*Exercise objective*.
Every line of the listing must be repeated in the answer without alteration.

*** Dataset extract ***

use std::future::Future;
use std::sync::Arc;

use async_trait::async_trait;
use chrono::{DateTime, Utc};
use scheduler_errors::{SchedulerError, SchedulerResult};
use serde::de::DeserializeOwned;
use tokio_util::sync::CancellationToken;

/// 一次运行的上下文
///
/// `cancellation` 在进程关闭或任务超时时触发。任务需要自行观察它，
/// 调度器不会强行终止不配合的任务。
#[derive(Debug, Clone)]
pub struct TaskContext {
    pub task_id: i64,
    pub task_name: String,
    pub kind: String,
    pub parameters: serde_json::Value,
    pub started_at: DateTime<Utc>,
    pub cancellation: CancellationToken,
}

impl TaskContext {
    /// 把任务参数解析为具体类型
    pub fn params<T: DeserializeOwned>(&self) -> SchedulerResult<T> {
        serde_json::from_value(self.parameters.clone()).map_err(|e| {
            SchedulerError::invalid_params(format!(
                "解析任务 {} 的参数失败: {e}",
                self.task_name
            ))
        })
    }

    pub fn is_cancelled(&self) -> bool {
        self.cancellation.is_cancelled()
    }

    pub async fn cancelled(&self) {
        self.cancellation.cancelled().await
    }
}

/// 可被调度的工作单元
#[async_trait]
pub trait ScheduledTask: Send + Sync {
    async fn execute(&self, ctx: TaskContext) -> SchedulerResult<()>;
}

struct FnTask<F>(F);

#[async_trait]
impl<F, Fut> ScheduledTask for FnTask<F>
where
    F: Fn(TaskContext) -> Fut + Send + Sync,
    Fut: Future<Output = SchedulerResult<()>> + Send,
{
    async fn execute(&self, ctx: TaskContext) -> SchedulerResult<()> {
        (self.0)(ctx).await
    }
}

/// 用闭包构造工作单元
pub fn task_fn<F, Fut>(f: F) -> Arc<dyn ScheduledTask>
where
    F: Fn(TaskContext) -> Fut + Send + Sync + 'static,
    Fut: Future<Output = SchedulerResult<()>> + Send + 'static,
{
    Arc::new(FnTask(f))
}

*** End of Dataset extract ***

*Answer to this exercise*.
use std::future::Future;
use std::sync::Arc;

use async_trait::async_trait;
use chrono::{DateTime, Utc};
use scheduler_errors::{SchedulerError, SchedulerResult};
use serde::de::DeserializeOwned;
use tokio_util::sync::CancellationToken;

/// 一次运行的上下文
///
/// `cancellation` 在进程关闭或任务超时时触发。任务需要自行观察它，
/// 调度器不会强行终止不配合的任务。
#[derive(Debug, Clone)]
pub struct TaskContext {
    pub task_id: i64,
    pub task_name: String,
    pub kind: String,
    pub parameters: serde_json::Value,
    pub started_at: DateTime<Utc>,
    pub cancellation: CancellationToken,
}

impl TaskContext {
    /// 把任务参数解析为具体类型
    pub fn params<T: DeserializeOwned>(&self) -> SchedulerResult<T> {
        serde_json::from_value(self.parameters.clone()).map_err(|e| {
            SchedulerError::invalid_params(format!(
                "解析任务 {} 的参数失败: {e}",
                self.task_name
            ))
        })
    }

    pub fn is_cancelled(&self) -> bool {
        self.cancellation.is_cancelled()
    }

    pub async fn cancelled(&self) {
        self.cancellation.cancelled().await
    }
}

/// 可被调度的工作单元
#[async_trait]
pub trait ScheduledTask: Send + Sync {
    async fn execute(&self, ctx: TaskContext) -> SchedulerResult<()>;
}

struct FnTask<F>(F);

#[async_trait]
impl<F, Fut> ScheduledTask for FnTask<F>
where
    F: Fn(TaskContext) -> Fut + Send + Sync,
    Fut: Future<Output = SchedulerResult<()>> + Send,
{
    async fn execute(&self, ctx: TaskContext) -> SchedulerResult<()> {
        (self.0)(ctx).await
    }
}

/// 用闭包构造工作单元
pub fn task_fn<F, Fut>(f: F) -> Arc<dyn ScheduledTask>
where
    F: Fn(TaskContext) -> Fut + Send + Sync + 'static,
    Fut: Future<Output = SchedulerResult<()>> + Send + 'static,
{
    Arc::new(FnTask(f))
}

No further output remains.